Florence said “Yes,” but her tone was not very lively. Mrs Fortescue glanced at her.
“She is thinking of Lieutenant Reid,” was her thought. “Poor child! Well, of course, he is handsome and well-born, and she has plenty of money, only I always did think that with her great beauty she would be the one to make the best match. However, there is no interfering with nature, and if she loves him—and beyond doubt he loves her—it will be all right.” Aloud Mrs Fortescue said—
“You had better send a telegram to Mr Timmins to tell him you will go up by the train you mention. I will prepare sandwiches for you for the journey, and take you to the station and come again to meet the train by which you return. Nothing will induce me to neglect even a particle of my duty: you may be certain of that, my loves. Only I do hope, Brenda, that if you can put in a word for one who truly loves you, during your interview with Mr Timmins, you will mention me as the chaperone you would like best.”
“I will mention you with real affection,” said Brenda; and she got up as she spoke and, going up to the little woman, kissed her on her forehead. Then she said, gently: “Mr Timmins specially says not to send a telegram—that a postcard will do equally well.”
Chapter Five.
A Proposal and a Promise.
Soon after lunch on that day Florence went out alone to execute some small commissions for Mrs Fortescue. She was wearing a sealskin cap and very chic little sealskin jacket. No one could look nicer than she did in her pretty and expensive dress, and nothing could become her radiant complexion and those changeful eyes of hers better than the sealskin cap, which revealed beneath its narrow brim just a touch of that bright chestnut hair which Lieutenant Reid thought of by day and dreamed of by night. It was only last night that he dreamed he was touching that hair and even kissing it and calling it his own.

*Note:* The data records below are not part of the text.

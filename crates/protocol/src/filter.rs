//! Scan filter tree: an ordered disjunction (OR) of conjunctions (AND) of
//! single-column comparisons.

use std::fmt;

use serde::{Deserialize, Serialize};
use varve_common::{Result, VarveError};

use crate::u64val::U64;

/// Comparison operator of one scan filter.
///
/// Discriminants are the wire encoding and must not be renumbered without a
/// protocol version bump (none exists today).
#[derive(Debug, Clone, Copy, PartialEq, Eq, Hash, Serialize, Deserialize)]
#[repr(u32)]
pub enum ScanComparison {
    Lt = 0,
    LtEq = 1,
    Eq = 2,
    GtEq = 3,
    Gt = 4,
    NotEq = 5,
}

// A renumbered variant is silent corruption on the engine side, so the
// wire contract is pinned at build time.
const _: () = {
    assert!(ScanComparison::Lt as u32 == 0);
    assert!(ScanComparison::LtEq as u32 == 1);
    assert!(ScanComparison::Eq as u32 == 2);
    assert!(ScanComparison::GtEq as u32 == 3);
    assert!(ScanComparison::Gt as u32 == 4);
    assert!(ScanComparison::NotEq as u32 == 5);
};

impl ScanComparison {
    pub fn to_wire(self) -> u32 {
        self as u32
    }

    pub fn try_from_wire(raw: u32) -> Result<Self> {
        Ok(match raw {
            0 => ScanComparison::Lt,
            1 => ScanComparison::LtEq,
            2 => ScanComparison::Eq,
            3 => ScanComparison::GtEq,
            4 => ScanComparison::Gt,
            5 => ScanComparison::NotEq,
            other => {
                return Err(VarveError::Decode(format!(
                    "unknown comparison operator tag {other}"
                )))
            }
        })
    }
}

impl fmt::Display for ScanComparison {
    fn fmt(&self, f: &mut fmt::Formatter<'_>) -> fmt::Result {
        let name = match self {
            ScanComparison::Lt => "Lt",
            ScanComparison::LtEq => "LtEq",
            ScanComparison::Eq => "Eq",
            ScanComparison::GtEq => "GtEq",
            ScanComparison::Gt => "Gt",
            ScanComparison::NotEq => "NotEq",
        };
        f.write_str(name)
    }
}

/// One single-column comparison.
///
/// Textual columns carry their operand as a UTF-8 string in addition to the
/// raw 8-byte slot; numeric columns carry only the raw slot. The string form
/// is diagnostic/in-memory only; the wire carries the numeric slot.
#[derive(Debug, Clone, PartialEq, Serialize, Deserialize)]
pub struct ScanFilter {
    /// Ordinal of the filtered column.
    pub column: u32,
    pub op: ScanComparison,
    pub value: U64,
    pub str_value: Option<String>,
}

impl fmt::Display for ScanFilter {
    fn fmt(&self, f: &mut fmt::Formatter<'_>) -> fmt::Result {
        write!(
            f,
            "{} {} {}/{}",
            self.column,
            self.op,
            self.value,
            self.str_value.as_deref().unwrap_or("")
        )
    }
}

/// Builder that refuses to produce a partially specified filter.
#[derive(Debug, Default)]
pub struct ScanFilterBuilder {
    column: Option<u32>,
    op: Option<ScanComparison>,
    value: Option<U64>,
    str_value: Option<String>,
}

impl ScanFilterBuilder {
    pub fn new() -> Self {
        Self::default()
    }

    pub fn column(mut self, column: u32) -> Self {
        self.column = Some(column);
        self
    }

    pub fn op(mut self, op: ScanComparison) -> Self {
        self.op = Some(op);
        self
    }

    pub fn value(mut self, value: U64) -> Self {
        self.value = Some(value);
        self
    }

    /// Sets the textual operand; counts as the filter value for columns whose
    /// storage is a string block.
    pub fn str_value(mut self, value: impl Into<String>) -> Self {
        self.str_value = Some(value.into());
        if self.value.is_none() {
            self.value = Some(U64::ZERO);
        }
        self
    }

    /// # Errors
    /// [`VarveError::Domain`] when column, operator, or value was never set.
    pub fn build(self) -> Result<ScanFilter> {
        let column = self
            .column
            .ok_or_else(|| VarveError::Domain("filter column not set".to_string()))?;
        let op = self
            .op
            .ok_or_else(|| VarveError::Domain("filter operation not set".to_string()))?;
        let value = self
            .value
            .ok_or_else(|| VarveError::Domain("filter value not set".to_string()))?;
        Ok(ScanFilter {
            column,
            op,
            value,
            str_value: self.str_value,
        })
    }
}

/// A conjunction of filters. An empty group is a tautology.
#[derive(Debug, Clone, Default, PartialEq, Serialize, Deserialize)]
pub struct ScanAndFilters(pub Vec<ScanFilter>);

impl ScanAndFilters {
    pub fn is_empty(&self) -> bool {
        self.0.is_empty()
    }

    pub fn len(&self) -> usize {
        self.0.len()
    }

    pub fn push(&mut self, filter: ScanFilter) {
        self.0.push(filter);
    }

    pub fn iter(&self) -> impl Iterator<Item = &ScanFilter> {
        self.0.iter()
    }

    pub fn references_column(&self, ordinal: u32) -> bool {
        self.0.iter().any(|f| f.column == ordinal)
    }
}

impl From<Vec<ScanFilter>> for ScanAndFilters {
    fn from(filters: Vec<ScanFilter>) -> Self {
        ScanAndFilters(filters)
    }
}

/// The full predicate: an ordered disjunction of AND-groups. An empty tree
/// means "no predicate" (full scan).
#[derive(Debug, Clone, Default, PartialEq, Serialize, Deserialize)]
pub struct ScanOrFilters(pub Vec<ScanAndFilters>);

impl ScanOrFilters {
    pub fn is_empty(&self) -> bool {
        self.0.is_empty()
    }

    pub fn len(&self) -> usize {
        self.0.len()
    }

    pub fn groups(&self) -> impl Iterator<Item = &ScanAndFilters> {
        self.0.iter()
    }

    pub fn references_column(&self, ordinal: u32) -> bool {
        self.0.iter().any(|g| g.references_column(ordinal))
    }
}

impl From<Vec<ScanAndFilters>> for ScanOrFilters {
    fn from(groups: Vec<ScanAndFilters>) -> Self {
        ScanOrFilters(groups)
    }
}

/// One scan invocation: inclusive unsigned time bounds, a projection, and a
/// filter tree. Created per split, consumed once by the codec.
#[derive(Debug, Clone, PartialEq, Serialize, Deserialize)]
pub struct ScanRequest {
    pub min_ts: u64,
    pub max_ts: u64,
    /// Ordered list of distinct projected ordinals.
    pub projection: Vec<u32>,
    pub filters: ScanOrFilters,
}

#[cfg(test)]
mod tests {
    use super::{ScanComparison, ScanFilterBuilder};
    use crate::u64val::U64;

    #[test]
    fn builder_requires_column_op_and_value() {
        assert!(ScanFilterBuilder::new().build().is_err());
        assert!(ScanFilterBuilder::new()
            .column(1)
            .op(ScanComparison::Eq)
            .build()
            .is_err());
        assert!(ScanFilterBuilder::new()
            .op(ScanComparison::Eq)
            .value(U64::from(1u64))
            .build()
            .is_err());
        assert!(ScanFilterBuilder::new()
            .column(1)
            .value(U64::from(1u64))
            .build()
            .is_err());

        let filter = ScanFilterBuilder::new()
            .column(1)
            .op(ScanComparison::Eq)
            .value(U64::from(1u64))
            .build()
            .unwrap();
        assert_eq!(filter.column, 1);
        assert_eq!(filter.op, ScanComparison::Eq);
        assert_eq!(filter.value, U64::from(1u64));
        assert!(filter.str_value.is_none());
    }

    #[test]
    fn string_operand_counts_as_value() {
        let filter = ScanFilterBuilder::new()
            .column(2)
            .op(ScanComparison::Eq)
            .str_value("value")
            .build()
            .unwrap();
        assert_eq!(filter.str_value.as_deref(), Some("value"));
        assert_eq!(filter.value, U64::ZERO);
    }

    #[test]
    fn operator_wire_tags_are_pinned() {
        for (op, tag) in [
            (ScanComparison::Lt, 0),
            (ScanComparison::LtEq, 1),
            (ScanComparison::Eq, 2),
            (ScanComparison::GtEq, 3),
            (ScanComparison::Gt, 4),
            (ScanComparison::NotEq, 5),
        ] {
            assert_eq!(op.to_wire(), tag);
            assert_eq!(ScanComparison::try_from_wire(tag).unwrap(), op);
        }
        assert!(ScanComparison::try_from_wire(6).is_err());
    }
}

Now it was a queer dream, for his locks were harsh and, of course, very short, and although he had thick hair, it was not exactly beautiful. He could only have called Florence’s chestnut locks his own in one sense. Somehow, as he lay in bed that morning and thought about the girl, he imagined himself more than ever in love with her.
“I do care for her, quite independently of her money,” he thought. “She is the happiest, happiest girl on earth, and the most beautiful. I always had a penchant for her, but now I am in love with her.”